▸ What you will do
Filter the records down to the lines that hold the word "outside", and copy each of those lines.

▸ Data shown
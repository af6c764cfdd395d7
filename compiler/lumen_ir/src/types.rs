//! Type pool: primitive basic types and interned structure types.
//!
//! # Design
//!
//! Every type is stored once in a flat `Vec<TypeData>` and referenced by
//! its [`Idx`]. Primitives are pre-interned at fixed indices. Structure
//! types go through a content-addressed cache keyed by the ordered field
//! list, so two structurally equal structures always share one `Idx` and
//! type comparison in the builder is a single integer compare.

use std::fmt;

use rustc_hash::FxHashMap;

use crate::{FieldAccessChain, Idx, IrError};

/// Primitive basic types of the kernel IR.
///
/// The declaration order defines the fixed [`Idx`] of each primitive.
#[derive(Clone, Copy, Debug, PartialEq, Eq, Hash, PartialOrd, Ord)]
#[cfg_attr(feature = "cache", derive(serde::Serialize, serde::Deserialize))]
#[repr(u8)]
pub enum BasicValueType {
    Void,
    Int1,
    Int8,
    Int16,
    Int32,
    Int64,
    Float16,
    Float32,
    Float64,
}

impl BasicValueType {
    /// All basic types in index order.
    pub const ALL: [Self; 9] = [
        Self::Void,
        Self::Int1,
        Self::Int8,
        Self::Int16,
        Self::Int32,
        Self::Int64,
        Self::Float16,
        Self::Float32,
        Self::Float64,
    ];

    /// Short IR spelling (`i32`, `f64`, ...).
    pub const fn name(self) -> &'static str {
        match self {
            Self::Void => "void",
            Self::Int1 => "i1",
            Self::Int8 => "i8",
            Self::Int16 => "i16",
            Self::Int32 => "i32",
            Self::Int64 => "i64",
            Self::Float16 => "f16",
            Self::Float32 => "f32",
            Self::Float64 => "f64",
        }
    }

    /// Storage size in bytes. `void` occupies no storage.
    pub const fn size_in_bytes(self) -> u32 {
        match self {
            Self::Void => 0,
            Self::Int1 | Self::Int8 => 1,
            Self::Int16 | Self::Float16 => 2,
            Self::Int32 | Self::Float32 => 4,
            Self::Int64 | Self::Float64 => 8,
        }
    }

    /// The basic type stored at a primitive index, if any.
    pub fn from_idx(idx: Idx) -> Option<Self> {
        Self::ALL.get(idx.index()).copied()
    }
}

/// Immutable ordered list of field types.
#[derive(Clone, Debug, PartialEq, Eq, Hash)]
#[cfg_attr(feature = "cache", derive(serde::Serialize, serde::Deserialize))]
pub struct StructureType {
    fields: Box<[Idx]>,
}

impl StructureType {
    /// Field types in declaration order.
    #[inline]
    pub fn fields(&self) -> &[Idx] {
        &self.fields
    }

    #[inline]
    pub fn num_fields(&self) -> usize {
        self.fields.len()
    }

    /// Type of field `index`, or `None` if out of range.
    #[inline]
    pub fn field(&self, index: u32) -> Option<Idx> {
        self.fields.get(index as usize).copied()
    }
}

/// Contents of one pool entry.
#[derive(Clone, Debug, PartialEq, Eq, Hash)]
#[cfg_attr(feature = "cache", derive(serde::Serialize, serde::Deserialize))]
pub enum TypeData {
    Primitive(BasicValueType),
    Structure(StructureType),
}

/// Owner of all types referenced by a value graph.
#[derive(Clone, Debug)]
#[cfg_attr(feature = "cache", derive(serde::Serialize, serde::Deserialize))]
pub struct TypePool {
    types: Vec<TypeData>,
    /// Structure cache: ordered field list → interned index.
    structures: FxHashMap<Box<[Idx]>, Idx>,
}

impl Default for TypePool {
    fn default() -> Self {
        Self::new()
    }
}

impl TypePool {
    /// Create a pool with every primitive pre-interned at its fixed index.
    pub fn new() -> Self {
        let types = BasicValueType::ALL
            .iter()
            .map(|&basic| TypeData::Primitive(basic))
            .collect();
        Self {
            types,
            structures: FxHashMap::default(),
        }
    }

    /// Number of types in the pool, primitives included.
    #[inline]
    pub fn len(&self) -> usize {
        self.types.len()
    }

    /// Always `false`: primitives are pre-interned.
    #[inline]
    pub fn is_empty(&self) -> bool {
        self.types.is_empty()
    }

    /// Index of a primitive basic type.
    #[inline]
    pub fn primitive(&self, basic: BasicValueType) -> Idx {
        Idx::of_basic(basic)
    }

    /// Intern a structure type with the given ordered field types.
    ///
    /// Returns the existing index if a structure with the same field list
    /// was interned before.
    #[expect(
        clippy::cast_possible_truncation,
        reason = "type pool indices never exceed u32"
    )]
    pub fn structure(&mut self, fields: &[Idx]) -> Idx {
        debug_assert!(
            fields.iter().all(|field| field.index() < self.types.len()),
            "structure field references a type outside the pool",
        );

        if let Some(&idx) = self.structures.get(fields) {
            return idx;
        }

        let idx = Idx::from_raw(self.types.len() as u32);
        let fields: Box<[Idx]> = fields.into();
        self.types.push(TypeData::Structure(StructureType {
            fields: fields.clone(),
        }));
        self.structures.insert(fields, idx);
        tracing::trace!(idx = idx.raw(), "interned structure type");
        idx
    }

    /// Look up a type's contents.
    ///
    /// Panics if `idx` was not allocated by this pool; use
    /// [`try_get`](Self::try_get) for handles of unknown origin.
    #[inline]
    pub fn get(&self, idx: Idx) -> &TypeData {
        &self.types[idx.index()]
    }

    /// Look up a type's contents, or `None` if `idx` is not in this pool.
    #[inline]
    pub fn try_get(&self, idx: Idx) -> Option<&TypeData> {
        self.types.get(idx.index())
    }

    /// `true` if `idx` was allocated by this pool.
    #[inline]
    pub fn contains(&self, idx: Idx) -> bool {
        idx.index() < self.types.len()
    }

    /// The structure type at `idx`, or `None` for primitives and handles
    /// outside the pool.
    pub fn structure_type(&self, idx: Idx) -> Option<&StructureType> {
        match self.try_get(idx)? {
            TypeData::Structure(structure) => Some(structure),
            TypeData::Primitive(_) => None,
        }
    }

    #[inline]
    pub fn is_structure(&self, idx: Idx) -> bool {
        self.structure_type(idx).is_some()
    }

    /// Resolve the type addressed by `chain` inside structure type `ty`.
    ///
    /// Every level of the chain must index into a structure and stay within
    /// its field count. The empty chain is rejected: it addresses no field.
    pub fn resolve_chain(&self, ty: Idx, chain: &FieldAccessChain) -> Result<Idx, IrError> {
        if chain.is_empty() {
            return Err(IrError::InvalidArgument("empty field access chain"));
        }

        let mut current = ty;
        for &index in chain.indices() {
            let Some(structure) = self.structure_type(current) else {
                return Err(IrError::TypeMismatch {
                    expected: "a structure type".to_owned(),
                    found: self.display(current).to_string(),
                });
            };
            current = structure
                .field(index)
                .ok_or_else(|| IrError::OutOfRangeAccess {
                    chain: chain.clone(),
                    index,
                    field_count: structure.num_fields(),
                })?;
        }
        Ok(current)
    }

    /// Render a type for diagnostics and graph dumps.
    pub fn display(&self, idx: Idx) -> TypeDisplay<'_> {
        TypeDisplay { pool: self, idx }
    }

    // Rollback support for multi-node builder operations

    pub(crate) fn checkpoint(&self) -> usize {
        self.types.len()
    }

    /// Forget every structure interned after `checkpoint`.
    pub(crate) fn rollback(&mut self, checkpoint: usize) {
        if checkpoint >= self.types.len() {
            return;
        }
        self.types.truncate(checkpoint);
        self.structures.retain(|_, idx| idx.index() < checkpoint);
    }
}

/// `Display` adapter for a pooled type: `i32`, `{i32, {f32, f32}}`.
pub struct TypeDisplay<'a> {
    pool: &'a TypePool,
    idx: Idx,
}

impl fmt::Display for TypeDisplay<'_> {
    fn fmt(&self, f: &mut fmt::Formatter<'_>) -> fmt::Result {
        match self.pool.try_get(self.idx) {
            None => write!(f, "<unknown type {}>", self.idx.raw()),
            Some(TypeData::Primitive(basic)) => f.write_str(basic.name()),
            Some(TypeData::Structure(structure)) => {
                f.write_str("{")?;
                for (i, &field) in structure.fields().iter().enumerate() {
                    if i > 0 {
                        f.write_str(", ")?;
                    }
                    write!(f, "{}", self.pool.display(field))?;
                }
                f.write_str("}")
            }
        }
    }
}

#[cfg(test)]
#[allow(
    clippy::unwrap_used,
    reason = "tests use unwrap to panic on unexpected state"
)]
//! Value graph verification.
//!
//! Walks every value and reports violations of the graph invariants:
//! - every operand handle refers to an earlier value (the arena is acyclic)
//! - every value's block exists and lists the value
//! - `SetField` and `GetField` chains resolve in the object type, with the
//!   stored or result type matching the addressed field
//! - `SetField` keeps the object type; `Primitive` carries its basic type
//! - every type handle is in the pool
//!
//! The builder maintains these by construction. Consumers that deserialize
//! or transform graphs run the verifier to catch corrupted input early.

use std::fmt;

use crate::{Idx, IrError, TypePool, ValueGraph, ValueId, ValueKind};

/// One invariant violation.
#[derive(Clone, Debug, PartialEq, Eq)]
pub enum VerifyProblem {
    /// An operand that is not an earlier value.
    ForwardOperand { value: ValueId, operand: ValueId },
    /// A value assigned to a block that does not exist.
    UnknownBlock { value: ValueId },
    /// A value missing from its block's member list.
    NotInBlock { value: ValueId },
    /// A value or operand whose type is not in the pool.
    UnknownType { value: ValueId },
    /// A field chain that does not resolve in the object type.
    InvalidAccess { value: ValueId, error: IrError },
    /// A type that disagrees with what the value kind requires.
    TypeMismatch {
        value: ValueId,
        expected: Idx,
        found: Idx,
    },
}

impl fmt::Display for VerifyProblem {
    fn fmt(&self, f: &mut fmt::Formatter<'_>) -> fmt::Result {
        match self {
            Self::ForwardOperand { value, operand } => write!(
                f,
                "%{} uses %{}, which is not defined before it",
                value.raw(),
                operand.raw()
            ),
            Self::UnknownBlock { value } => {
                write!(f, "%{} is assigned to a nonexistent block", value.raw())
            }
            Self::NotInBlock { value } => {
                write!(f, "%{} is missing from its block", value.raw())
            }
            Self::UnknownType { value } => {
                write!(f, "%{} refers to a type outside the pool", value.raw())
            }
            Self::InvalidAccess { value, error } => write!(f, "%{}: {error}", value.raw()),
            Self::TypeMismatch {
                value,
                expected,
                found,
            } => write!(
                f,
                "%{} has type {found:?}, expected {expected:?}",
                value.raw()
            ),
        }
    }
}

/// Check every invariant of `graph` against `pool`.
///
/// Returns all problems found; an empty list means the graph is valid.
pub fn verify(graph: &ValueGraph, pool: &TypePool) -> Vec<VerifyProblem> {
    let mut problems = Vec::new();

    for (id, value) in graph.iter() {
        let mut operands_valid = true;
        for operand in value.kind.operands() {
            if operand >= id {
                problems.push(VerifyProblem::ForwardOperand { value: id, operand });
                operands_valid = false;
            }
        }

        if value.block.index() >= graph.num_blocks() {
            problems.push(VerifyProblem::UnknownBlock { value: id });
        } else if !graph.block_values(value.block).contains(&id) {
            problems.push(VerifyProblem::NotInBlock { value: id });
        }

        if operands_valid {
            verify_types(graph, pool, id, &mut problems);
        }
    }

    if !problems.is_empty() {
        tracing::debug!(count = problems.len(), "value graph failed verification");
    }
    problems
}

fn verify_types(
    graph: &ValueGraph,
    pool: &TypePool,
    id: ValueId,
    problems: &mut Vec<VerifyProblem>,
) {
    let value = graph.value(id);
    let in_pool = |value: ValueId| pool.contains(graph.ty(value));
    if !in_pool(id) || !value.kind.operands().into_iter().all(in_pool) {
        problems.push(VerifyProblem::UnknownType { value: id });
        return;
    }

    match &value.kind {
        ValueKind::Null | ValueKind::Parameter { .. } => {}
        ValueKind::Primitive(constant) => {
            expect_type(problems, id, Idx::of_basic(constant.basic_type()), value.ty);
        }
        ValueKind::SetField {
            object,
            chain,
            value: stored,
        } => {
            let object_ty = graph.ty(*object);
            expect_type(problems, id, object_ty, value.ty);
            match pool.resolve_chain(object_ty, chain) {
                Ok(field_ty) => expect_type(problems, id, field_ty, graph.ty(*stored)),
                Err(error) => problems.push(VerifyProblem::InvalidAccess { value: id, error }),
            }
        }
        ValueKind::GetField { object, chain } => {
            match pool.resolve_chain(graph.ty(*object), chain) {
                Ok(field_ty) => expect_type(problems, id, field_ty, value.ty),
                Err(error) => problems.push(VerifyProblem::InvalidAccess { value: id, error }),
            }
        }
    }
}

fn expect_type(problems: &mut Vec<VerifyProblem>, value: ValueId, expected: Idx, found: Idx) {
    if expected != found {
        problems.push(VerifyProblem::TypeMismatch {
            value,
            expected,
            found,
        });
    }
}

#[cfg(test)]
#[allow(
    clippy::unwrap_used,
    reason = "tests use unwrap to panic on unexpected state"
)]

▸ Task result
            "structure field references a type outside the pool",
    /// outside the pool.
                write!(f, "%{} refers to a type outside the pool", value.raw())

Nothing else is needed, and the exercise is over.